**Work required:**
Verbatim, and with nothing else, reproduce the data below from its first line through the line containing "use camascii::font::FontRasterizer;".

(Saved entries)
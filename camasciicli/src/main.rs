use clap::{Parser, ValueEnum};
use camascii::config::{DEFAULT_CAMERA, DEFAULT_FONT_SIZE, DEFAULT_GAMMA, RenderConfig};
use camascii::error::{ERROR_END_OF_STREAM, Error};
use camascii::font::FontRasterizer;
use camascii::frames::{FrameIterator, open_camera, open_media_from_path};
use camascii::live::{RenderOptions, Renderer};
use camascii::pipeline::RenderPipeline;
use std::fs;
use std::path::PathBuf;
use tracing::{error, info};
use tracing_subscriber::EnvFilter;

mod window_player;

use crate::window_player::WindowPlayer;

/// Command line arguments structure.
#[derive(Parser, Debug)]
#[command(author, version, about, long_about = None)]
struct Args {
    /// Play in a window or export a single rendered frame
    #[arg(value_enum, default_value_t = Action::Play)]
    action: Action,
    /// Render mode: "color" or "b&w"
    #[arg(short = 'c', long = "colortype", default_value = "b&w")]
    color_type: String,
    /// Font em size in pixels, like a point size; the cell size follows from it
    #[arg(short = 'f', long = "fontsize", default_value_t = DEFAULT_FONT_SIZE)]
    font_size: u32,
    /// Gamma applied to every frame before rendering
    #[arg(short, long, default_value_t = DEFAULT_GAMMA)]
    gamma: f64,
    /// Camera device index
    #[arg(short = 'C', long = "cam", default_value_t = DEFAULT_CAMERA)]
    cam: u32,
    /// Monospace font file (defaults to the embedded DejaVu Sans Mono Bold)
    #[arg(long)]
    font: Option<PathBuf>,
    /// Custom glyph ramp, emptiest glyph first
    #[arg(long)]
    char_map: Option<String>,
    /// Image or video file to render instead of the camera
    #[arg(short, long)]
    input: Option<PathBuf>,
    /// File to export to (.txt writes the glyph grid as text)
    #[arg(short, long)]
    output: Option<PathBuf>,
    /// Log at debug level unless RUST_LOG says otherwise
    #[arg(short, long, default_value_t = false)]
    verbose: bool,
}

#[derive(Copy, Clone, PartialEq, Eq, PartialOrd, Ord, ValueEnum, Debug)]
#[clap(rename_all = "lower")]
enum Action {
    Export,
    Play,
}

const WINDOW_TITLE: &str = "ASCII Live feed";

fn main() -> Result<(), Error> {
    let args = Args::parse();
    init_tracing(args.verbose);

    run(args).inspect_err(|e| error!("{e}"))
}

fn init_tracing(verbose: bool) {
    let default_level = if verbose { "debug" } else { "info" };
    let filter =
        EnvFilter::try_from_default_env().unwrap_or_else(|_| EnvFilter::new(default_level));
    tracing_subscriber::fmt()
        .with_env_filter(filter)
        .with_writer(std::io::stderr)
        .init();
}

fn run(args: Args) -> Result<(), Error> {
    let config = RenderConfig {
        mode: args.color_type.parse()?,
        font_size: args.font_size,
        gamma: args.gamma,
        camera: args.cam,
        font_path: args.font.clone(),
        char_map: args.char_map.clone(),
    };
    let pipeline = RenderPipeline::from_config(&config)?;

    let media = match &args.input {
        Some(path) => open_media_from_path(path)?,
        None => open_camera(config.camera)?,
    };

    match args.action {
        Action::Export => export(args, pipeline, media),
        Action::Play => play(pipeline, media),
    }
}

fn export(
    args: Args,
    pipeline: RenderPipeline<FontRasterizer>,
    mut media: FrameIterator,
) -> Result<(), Error> {
    let output = args
        .output
        .ok_or_else(|| Error::Config("export needs --output".to_string()))?;
    let frame = media
        .next()
        .ok_or_else(|| Error::Capture(ERROR_END_OF_STREAM.to_string()))?;
    let (grid, canvas) = pipeline.process_with_grid(frame)?;

    let is_text = output
        .extension()
        .is_some_and(|ext| ext.eq_ignore_ascii_case("txt"));
    if is_text {
        fs::write(&output, grid.text())?;
    } else {
        canvas.save(&output)?;
    }
    info!(path = %output.display(), rows = grid.rows, cols = grid.cols, "exported frame");
    Ok(())
}

fn play(pipeline: RenderPipeline<FontRasterizer>, media: FrameIterator) -> Result<(), Error> {
    let player = WindowPlayer::open(WINDOW_TITLE)?;
    let render_options = RenderOptions {
        hold_last_frame: media.is_still(),
    };

    let mut renderer = Renderer::new(pipeline, media, render_options);
    renderer.run(player.callback())?;
    Ok(())
}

**Task response:**
filename camasciicli/src/main.rs
use clap::{Parser, ValueEnum};
use camascii::config::{DEFAULT_CAMERA, DEFAULT_FONT_SIZE, DEFAULT_GAMMA, RenderConfig};
use camascii::error::{ERROR_END_OF_STREAM, Error};
use camascii::font::FontRasterizer;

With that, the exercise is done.